Le groupe d'opposition Nous aimons Pau a publié une tribune dans laquelle il déplore l'attribution « particulièrement malvenue » du nom de l'ancien maire André Labarrère aux halles paloises, récemment rénovées sous la mandature de François Bayrou. Cette décision, prise par le successeur socialiste lointain de Labarrère, Jérôme Marbot, est jugée comme une « maladresse sans nom » par les signataires.
Un hommage contesté
À l'occasion du vingtième anniversaire de la mort d'André Labarrère, maire emblématique de Pau de 1971 à 2006, l'hommage rendu par Jérôme Marbot ne fait pas l'unanimité. Le groupe Nous aimons Pau, privé de son leader François Bayrou qui a choisi de ne pas siéger comme premier opposant, critique sévèrement ce choix politique. La tribune qualifie l'idée de « saugrenue particulièrement malvenue » et évoque « un hommage consensuel lamentablement plombé ».
Le projet phare de Bayrou
Les conseillers historiques de François Bayrou, dont Jean Lacoste, Éric Saubatte, Régis Laurand et Clarisse Johnson-Le Loher, rappellent que la renaissance du « ventre » de Pau est l'œuvre de leur champion. « Rebaptiser un équipement entièrement reconstruit sous la mandature de François Bayrou, ancien opposant politique d'André Labarrère, est d'une maladresse sans nom », écrivent-ils. Ils soulignent que le nom d'André Labarrère est déjà utilisé pour la médiathèque voisine, ce qui ajoute à l'incongruité.

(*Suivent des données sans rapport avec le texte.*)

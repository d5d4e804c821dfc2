// Wire protocol for the local UDP channel to the peer engine.
//
// Every datagram is one JSON object of the shape
// `{ "eventName": "<tag>", "<tag>": <payload> }`. The payload field is named
// by the discriminant, so decoding is two-step: read `eventName`, then decode
// the field it points at into the matching variant.

use serde::{Deserialize, Serialize};

use crate::domain::Direction;

/// Errors raised while encoding or decoding datagrams. All of them are
/// recoverable: the packet is logged and dropped, and the channel keeps
/// going.
#[derive(Debug)]
pub enum ProtocolError {
    Encode(serde_json::Error),
    Decode(serde_json::Error),
    /// The envelope has no `eventName` discriminant.
    MissingEventName,
    /// The envelope names a payload field that is not present.
    MissingPayload(&'static str),
    /// The discriminant is not one of the known event kinds.
    UnknownEvent(String),
}

/// One player's move for one round. Doubles as the outbound `myMove`
/// payload and as the element type of the aggregated `moves` array.
#[derive(Debug, Clone, PartialEq, Eq, Serialize, Deserialize)]
pub struct MoveEvent {
    pub x: i32,
    pub y: i32,
    pub direction: Direction,
    pub pid: String,
    pub round: u32,
}

/// Everything that travels over the engine channel, in either direction.
#[derive(Debug, Clone, PartialEq, Eq)]
pub enum EngineEvent {
    /// Engine → client: a new round has begun.
    RoundStart { round: u32, pid: String },
    /// Client → engine: the local player's provisional move. The engine
    /// never addresses one of these back at the client.
    Move(MoveEvent),
    /// Engine → client: the authoritative move set for a round, in the
    /// engine's resolution order. Order matters downstream.
    Moves { moves: Vec<MoveEvent> },
    /// Engine → client: terminal event, earliest-eliminated first.
    GameOver { pids_in_order_of_death: Vec<String> },
}

impl EngineEvent {
    /// The wire discriminant for this event.
    pub fn name(&self) -> &'static str {
        match self {
            EngineEvent::RoundStart { .. } => "roundStart",
            EngineEvent::Move(_) => "myMove",
            EngineEvent::Moves { .. } => "moves",
            EngineEvent::GameOver { .. } => "gameOver",
        }
    }
}

#[derive(Debug, Serialize, Deserialize)]
struct RoundStartPayload {
    round: u32,
    pid: String,
}

#[derive(Debug, Serialize, Deserialize)]
struct GameOverPayload {
    #[serde(rename = "pidsInOrderOfDeath")]
    pids_in_order_of_death: Vec<String>,
}

pub fn encode_event(event: &EngineEvent) -> Result<Vec<u8>, ProtocolError> {
    let payload = match event {
        EngineEvent::RoundStart { round, pid } => serde_json::to_value(RoundStartPayload {
            round: *round,
            pid: pid.clone(),
        }),
        EngineEvent::Move(mv) => serde_json::to_value(mv),
        EngineEvent::Moves { moves } => serde_json::to_value(moves),
        EngineEvent::GameOver {
            pids_in_order_of_death,
        } => serde_json::to_value(GameOverPayload {
            pids_in_order_of_death: pids_in_order_of_death.clone(),
        }),
    }
    .map_err(ProtocolError::Encode)?;

    let mut envelope = serde_json::Map::new();
    envelope.insert(
        "eventName".to_string(),
        serde_json::Value::String(event.name().to_string()),
    );
    envelope.insert(event.name().to_string(), payload);
    serde_json::to_vec(&serde_json::Value::Object(envelope)).map_err(ProtocolError::Encode)
}

pub fn decode_event(bytes: &[u8]) -> Result<EngineEvent, ProtocolError> {
    let value: serde_json::Value = serde_json::from_slice(bytes).map_err(ProtocolError::Decode)?;
    let name = value
        .get("eventName")
        .and_then(|v| v.as_str())
        .ok_or(ProtocolError::MissingEventName)?;

    match name {
        "roundStart" => {
            let p: RoundStartPayload = decode_payload(&value, "roundStart")?;
            Ok(EngineEvent::RoundStart {
                round: p.round,
                pid: p.pid,
            })
        }
        "myMove" => Ok(EngineEvent::Move(decode_payload(&value, "myMove")?)),
        "moves" => Ok(EngineEvent::Moves {
            moves: decode_payload(&value, "moves")?,
        }),
        "gameOver" => {
            let p: GameOverPayload = decode_payload(&value, "gameOver")?;
            Ok(EngineEvent::GameOver {
                pids_in_order_of_death: p.pids_in_order_of_death,
            })
        }
        other => Err(ProtocolError::UnknownEvent(other.to_string())),
    }
}

fn decode_payload<T: serde::de::DeserializeOwned>(
    envelope: &serde_json::Value,
    name: &'static str,
) -> Result<T, ProtocolError> {
    let payload = envelope
        .get(name)
        .cloned()
        .ok_or(ProtocolError::MissingPayload(name))?;
    serde_json::from_value(payload).map_err(ProtocolError::Decode)
}

#[cfg(test)]
mod tests {
    use super::*;
    use serde_json::json;

    fn sample_move(pid: &str, x: i32, y: i32) -> MoveEvent {
        MoveEvent {
            x,
            y,
            direction: Direction::Up,
            pid: pid.to_string(),
            round: 1,
        }
    }

    #[test]
    fn round_start_decodes_from_envelope() {
        let bytes = br#"{"eventName":"roundStart","roundStart":{"round":3,"pid":"2"}}"#;
        let event = decode_event(bytes).unwrap();
        assert_eq!(
            event,
            EngineEvent::RoundStart {
                round: 3,
                pid: "2".to_string()
            }
        );
    }

    #[test]
    fn my_move_encodes_with_discriminant_and_named_payload() {
        let event = EngineEvent::Move(sample_move("1", 5, 4));
        let bytes = encode_event(&event).unwrap();
        let value: serde_json::Value = serde_json::from_slice(&bytes).unwrap();

        assert_eq!(value["eventName"], "myMove");
        assert_eq!(
            value["myMove"],
            json!({"x": 5, "y": 4, "direction": "UP", "pid": "1", "round": 1})
        );
    }

    #[test]
    fn moves_payload_is_a_bare_array_and_order_is_preserved() {
        let event = EngineEvent::Moves {
            moves: vec![
                sample_move("3", 1, 1),
                sample_move("1", 5, 4),
                sample_move("2", 7, 7),
            ],
        };
        let bytes = encode_event(&event).unwrap();
        let value: serde_json::Value = serde_json::from_slice(&bytes).unwrap();
        assert!(value["moves"].is_array());

        let decoded = decode_event(&bytes).unwrap();
        let EngineEvent::Moves { moves } = decoded else {
            panic!("expected moves event");
        };
        let pids: Vec<&str> = moves.iter().map(|m| m.pid.as_str()).collect();
        assert_eq!(pids, ["3", "1", "2"]);
    }

    #[test]
    fn game_over_round_trips() {
        let event = EngineEvent::GameOver {
            pids_in_order_of_death: vec!["2".to_string(), "3".to_string(), "1".to_string()],
        };
        let bytes = encode_event(&event).unwrap();
        let value: serde_json::Value = serde_json::from_slice(&bytes).unwrap();
        assert_eq!(value["eventName"], "gameOver");
        assert_eq!(value["gameOver"]["pidsInOrderOfDeath"], json!(["2", "3", "1"]));

        assert_eq!(decode_event(&bytes).unwrap(), event);
    }

    #[test]
    fn every_variant_round_trips() {
        let events = [
            EngineEvent::RoundStart {
                round: 1,
                pid: "1".to_string(),
            },
            EngineEvent::Move(sample_move("1", 5, 4)),
            EngineEvent::Moves {
                moves: vec![sample_move("1", 5, 4), sample_move("2", 7, 7)],
            },
            EngineEvent::GameOver {
                pids_in_order_of_death: vec!["2".to_string(), "1".to_string()],
            },
        ];
        for event in events {
            let bytes = encode_event(&event).unwrap();
            assert_eq!(decode_event(&bytes).unwrap(), event);
        }
    }

    #[test]
    fn unknown_discriminant_is_rejected() {
        let bytes = br#"{"eventName":"unknown","unknown":{}}"#;
        let err = decode_event(bytes).unwrap_err();
        assert!(matches!(err, ProtocolError::UnknownEvent(name) if name == "unknown"));
    }

    #[test]
    fn missing_discriminant_is_rejected() {
        let err = decode_event(br#"{"round": 1}"#).unwrap_err();
        assert!(matches!(err, ProtocolError::MissingEventName));
    }

    #[test]
    fn missing_payload_is_rejected() {
        let err = decode_event(br#"{"eventName":"roundStart"}"#).unwrap_err();
        assert!(matches!(err, ProtocolError::MissingPayload("roundStart")));
    }

    #[test]
    fn malformed_payload_is_rejected() {
        let bytes = br#"{"eventName":"roundStart","roundStart":{"round":"three","pid":"2"}}"#;
        assert!(matches!(
            decode_event(bytes).unwrap_err(),
            ProtocolError::Decode(_)
        ));
    }

    #[test]
    fn garbage_bytes_are_rejected() {
        assert!(matches!(
            decode_event(b"not json at all").unwrap_err(),
            ProtocolError::Decode(_)
        ));
    }
}
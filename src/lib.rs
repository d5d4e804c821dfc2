pub mod domain;
pub mod frameworks;
pub mod interface_adapters;
pub mod use_cases;

pub use frameworks::client::{GameHandle, run_with_config, start_game};
pub use frameworks::config::udp_port;
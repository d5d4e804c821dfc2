use cycle_client::use_cases::GamePhase;

#[tokio::main]
async fn main() -> std::io::Result<()> {
    let mut handle = cycle_client::run_with_config().await?;

    // The engine process is started out of band and told our port; from
    // here the client is purely reactive until the terminal event.
    while handle.phase_rx.changed().await.is_ok() {
        let phase = handle.phase_rx.borrow().clone();
        if let GamePhase::Over { death_order } = phase {
            tracing::info!(order = ?death_order, "game over");
            break;
        }
    }

    Ok(())
}
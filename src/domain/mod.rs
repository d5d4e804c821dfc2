// Domain layer: board state and movement rules.

pub mod grid;
pub mod state;
pub mod tuning;

pub use grid::{CellUpdate, GridError, GridState};
pub use state::{Direction, PlayerState};
pub use tuning::GridTuning;
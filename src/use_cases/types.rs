// Use-case level inputs/outputs for the client game loop.

use std::collections::HashMap;

use serde::{Deserialize, Serialize};

use crate::domain::Direction;

/// High-level session state exposed to the embedding app (renderer, UI).
#[derive(Debug, Clone)]
pub enum GamePhase {
    Running,
    /// Terminal state; earliest-eliminated player first.
    Over { death_order: Vec<String> },
}

/// Snapshot of one player for rendering.
#[derive(Debug, Clone)]
pub struct PlayerSnapshot {
    pub pid: String,
    pub nickname: String,
    pub x: i32,
    pub y: i32,
    pub direction: Direction,
    pub alive: bool,
}

/// A cell claimed during the most recent round resolution. Renderers extend
/// trails incrementally from these instead of rescanning the board.
#[derive(Debug, Clone, PartialEq, Eq)]
pub struct ClaimedCell {
    pub x: i32,
    pub y: i32,
    pub pid: String,
}

/// Snapshot of the session broadcast to collaborators on each tick.
#[derive(Debug, Clone)]
pub struct WorldUpdate {
    pub round: u32,
    pub players: Vec<PlayerSnapshot>,
    pub newly_occupied: Vec<ClaimedCell>,
}

/// A player's negotiated starting state.
#[derive(Debug, Clone, Copy, Serialize, Deserialize)]
pub struct PlayerStart {
    pub x: i32,
    pub y: i32,
    pub direction: Direction,
}

/// Everything the lobby collaborator hands over at game construction:
/// who we are, where everyone starts, and what to call them. Owned plainly
/// here; nothing in the session mutates it.
#[derive(Debug, Clone, Serialize, Deserialize)]
pub struct GameSetup {
    pub local_pid: String,
    pub starting_positions: HashMap<String, PlayerStart>,
    #[serde(default)]
    pub nicknames: HashMap<String, String>,
}

impl GameSetup {
    /// Display name for a pid, falling back to the pid itself.
    pub fn nickname(&self, pid: &str) -> String {
        self.nicknames
            .get(pid)
            .cloned()
            .unwrap_or_else(|| pid.to_string())
    }
}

Les opposants estiment que le lien entre Labarrère et les halles, via sa mère crémière, est « bien trop ténu pour être sincère ». Ils rappellent que la rénovation des halles a été un cheval de bataille de Bayrou, souvent critiqué par Marbot et l'opposition, notamment sur l'ouverture le dimanche.
Un débat annoncé vif
La droite et le centre notent que Bayrou lui-même avait prévu un moment de communion autour des vingt ans de la mort de Labarrère. Ils citent ses mots lors des obsèques en 2006 : « Tout était donc aligné pour faire des 20 ans de sa mort un temps fédérateur ». Face à la volonté de Marbot d'organiser un débat au conseil municipal, l'opposition prévient : « Va pour le débat, il sera vif ».